Two retrospective chart reviews describe the results of telepsychiatry consultation. One study reviewed the charts of 223 patients and found that consultation resulted in changes in diagnosis (48%), treatment (81.6%), and clinical improvement (60.1%) (Marcin et al. 2005). The other investigation reviewed 100 patient charts after consultation. The results showed that consultation was associated with changes in diagnosis and treatment. Twenty-seven percent of those recommendations involved starting or managing medication. The medication classes included stimulants, antidepressants, and antipsychotics (Boydell et al. 2007).

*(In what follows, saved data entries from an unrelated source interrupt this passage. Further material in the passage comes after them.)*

//! Materializes a node into instructions.

use super::{Instruction, InstructionQueue};
use crate::models::flow::normalize_flow_name;
use crate::models::{ContextPhase, Flow, Node, ReceiveBehavior};
use crate::services::dialog::navigator::Destination;

pub fn create_on_enter(node: &Node) -> Vec<Instruction> {
    node.on_enter
        .iter()
        .map(|action| Instruction::on_enter(action.as_str()))
        .collect()
}

/// Flow catch-all actions first, then the node's own. `None` when the node
/// never waits for input.
pub fn create_on_receive(node: &Node, flow: &Flow) -> Option<Vec<Instruction>> {
    let ReceiveBehavior::WaitWithActions(actions) = &node.on_receive else {
        return None;
    };

    Some(
        flow.catch_all
            .on_receive
            .iter()
            .chain(actions)
            .map(|action| Instruction::on_receive(action.as_str()))
            .collect(),
    )
}

/// Flow catch-all transitions first, then the node's own. Catch-all
/// transitions pointing back at `node` are dropped.
pub fn create_transition(flow: &Flow, node: &Node) -> Vec<Instruction> {
    let catch_all = flow
        .catch_all
        .next
        .iter()
        .filter(|transition| !points_at(&transition.node, flow, node));

    catch_all
        .chain(&node.next)
        .map(|transition| Instruction::transition(&transition.condition, &transition.node))
        .collect()
}

/// Whether `destination`, read from inside `flow`, leads straight back to `node`.
fn points_at(destination: &str, flow: &Flow, node: &Node) -> bool {
    match Destination::parse(destination) {
        Destination::Node(target) => target == node.name,
        Destination::Flow { flow: target, node: target_node } => {
            normalize_flow_name(&target) == normalize_flow_name(&flow.name)
                && target_node.as_deref().unwrap_or(&flow.start_node) == node.name
        }
        Destination::End | Destination::Return { .. } => false,
    }
}

/// Builds the queue for a node given where the context resumes.
pub fn build_queue(node: &Node, flow: &Flow, phase: ContextPhase) -> InstructionQueue {
    let mut queue = InstructionQueue::new();

    match phase {
        ContextPhase::Entering => {
            queue.enqueue(create_on_enter(node));
            if let Some(on_receive) = create_on_receive(node, flow) {
                queue.enqueue([Instruction::wait()]);
                queue.enqueue(on_receive);
            }
        }
        ContextPhase::Waiting => {
            if let Some(on_receive) = create_on_receive(node, flow) {
                queue.enqueue(on_receive);
            }
        }
        ContextPhase::TransitionsOnly => {}
    }

    queue.enqueue(create_transition(flow, node));
    queue
}

#[cfg(test)]
mod tests {
    use super::*;
    use crate::models::{ActionSpec, CatchAll, TransitionSpec};
    use crate::services::dialog::instruction::InstructionKind;

    fn flow_with_catch_all(nodes: Vec<Node>) -> Flow {
        Flow::new("main.flow.json", "entry", nodes)
            .unwrap()
            .with_catch_all(CatchAll {
                on_receive: vec![ActionSpec::new("logInput")],
                next: vec![
                    TransitionSpec::new("intent == 'help'", "help"),
                    TransitionSpec::new("intent == 'bye'", "entry"),
                ],
            })
    }

    fn kinds(queue: &mut InstructionQueue) -> Vec<InstructionKind> {
        std::iter::from_fn(|| queue.dequeue()).map(|i| i.kind).collect()
    }

    #[test]
    fn test_on_enter_keeps_order() {
        let node = Node::new("entry").on_enter(["a", "b", "c"]);
        let functions: Vec<_> = create_on_enter(&node).into_iter().map(|i| i.function).collect();
        assert_eq!(functions, vec!["a", "b", "c"]);
    }

    #[test]
    fn test_on_receive_absent_vs_empty() {
        let flow = flow_with_catch_all(vec![Node::new("entry")]);

        assert!(create_on_receive(&Node::new("entry"), &flow).is_none());

        let waiting = Node::new("entry").on_receive(Vec::<ActionSpec>::new());
        let instructions = create_on_receive(&waiting, &flow).unwrap();
        assert_eq!(instructions, vec![Instruction::on_receive("logInput")]);
    }

    #[test]
    fn test_on_receive_catch_all_first() {
        let node = Node::new("entry").on_receive(["storeAnswer"]);
        let flow = flow_with_catch_all(vec![node.clone()]);

        let functions: Vec<_> = create_on_receive(&node, &flow)
            .unwrap()
            .into_iter()
            .map(|i| i.function)
            .collect();
        assert_eq!(functions, vec!["logInput", "storeAnswer"]);
    }

    #[test]
    fn test_transitions_filter_catch_all_self_loop() {
        let node = Node::new("entry").next("true", "entry");
        let flow = flow_with_catch_all(vec![node.clone(), Node::new("help")]);

        let targets: Vec<_> = create_transition(&flow, &node)
            .into_iter()
            .filter_map(|i| i.node)
            .collect();
        // the catch-all self loop is dropped, the node's own is kept
        assert_eq!(targets, vec!["help", "entry"]);
    }

    #[test]
    fn test_transitions_filter_qualified_self_loop() {
        let node = Node::new("entry").on_receive(["store"]);
        let flow = Flow::new("main.flow.json", "entry", [node.clone(), Node::new("help")])
            .unwrap()
            .with_catch_all(CatchAll {
                on_receive: Vec::new(),
                next: vec![
                    TransitionSpec::new("intent == 'restart'", "main.flow.json#entry"),
                    TransitionSpec::new("intent == 'reset'", "main.flow.json"),
                    TransitionSpec::new("intent == 'help'", "help"),
                    TransitionSpec::new("intent == 'other'", "other.flow.json#entry"),
                ],
            });

        let targets: Vec<_> = create_transition(&flow, &node)
            .into_iter()
            .filter_map(|i| i.node)
            .collect();
        assert_eq!(targets, vec!["help", "other.flow.json#entry"]);

        let help = flow.node("help").unwrap();
        let targets: Vec<_> = create_transition(&flow, help)
            .into_iter()
            .filter_map(|i| i.node)
            .collect();
        assert_eq!(targets, vec!["main.flow.json#entry", "main.flow.json", "other.flow.json#entry"]);
    }

    #[test]
    fn test_build_queue_entering() {
        let node = Node::new("entry").on_enter(["greet"]).on_receive(["store"]).next("true", "done");
        let flow = Flow::new("main.flow.json", "entry", [node.clone(), Node::new("done")]).unwrap();

        let mut queue = build_queue(&node, &flow, ContextPhase::Entering);
        assert_eq!(
            kinds(&mut queue),
            vec![
                InstructionKind::OnEnter,
                InstructionKind::Wait,
                InstructionKind::OnReceive,
                InstructionKind::Transition,
            ]
        );
    }

    #[test]
    fn test_build_queue_waiting_and_transitions_only() {
        let node = Node::new("entry").on_enter(["greet"]).on_receive(["store"]).next("true", "done");
        let flow = Flow::new("main.flow.json", "entry", [node.clone(), Node::new("done")]).unwrap();

        let mut queue = build_queue(&node, &flow, ContextPhase::Waiting);
        assert_eq!(
            kinds(&mut queue),
            vec![InstructionKind::OnReceive, InstructionKind::Transition]
        );

        let mut queue = build_queue(&node, &flow, ContextPhase::TransitionsOnly);
        assert_eq!(kinds(&mut queue), vec![InstructionKind::Transition]);
    }

    #[test]
    fn test_build_queue_empty_node() {
        let node = Node::new("entry");
        let flow = Flow::new("main.flow.json", "entry", [node.clone()]).unwrap();
        assert!(build_queue(&node, &flow, ContextPhase::Entering).is_empty());
    }
}
pub mod expiry_sweeper;

pub use expiry_sweeper::{expiry_sweeper_worker, sweep_expired_contexts};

Other evidence supporting the use of telepharmacotherapy for young patients is indirect, gleaned from published reports of successful telepsychiatry programs. These programs describe medication treatment provided to youth in a variety of outpatient settings such as rural mental health centers (Cain and Spaulding 2006), schools (Kriechman et al. 2010), daycare (Spaulding et al. 2011), and juvenile justice facilities (Myers et al. 2006). Such programs serve patients with a wide range of ages and diagnoses, comparable to the profile of patients treated in person, with ADHD being the most common diagnosis (Myers et al. 2007; Yellowlees et al. 2008; Myers et al. 2010; Spaulding et al. 2011). A recent study demonstrated that the practice guidelines for the treatment of ADHD (American Academy of Pediatrics 2011) can be reliably implemented in the school setting through videoconferencing (Nelson et al. 2012). Overall, there is a growing consensus that telepsychiatry is a reasonable alternative to in-person pharmacologic care for children with ADHD who do not have regular access to expert care (Palmer et al. 2010). It offers a new approach to collaborate with PCPs in meeting the increasing expectation that they manage common psychiatric disorders of childhood and adolescence in their practices (Yellowlees et al. 2008; American Academy of Pediatrics 2009; Goldstein and Myers 2014).
Additional information regarding prescribing practices for children and adolescents treated through telepsychiatry can be found in the American Academy of Child and Adolescent Psychiatry's (AACAP) “Practice Parameter for Telepsychiatry with Children and Adolescents” (Myers and Cain 2008). Broader guidelines are available at the ATA web site (American Telemedicine Association 2009, 2013).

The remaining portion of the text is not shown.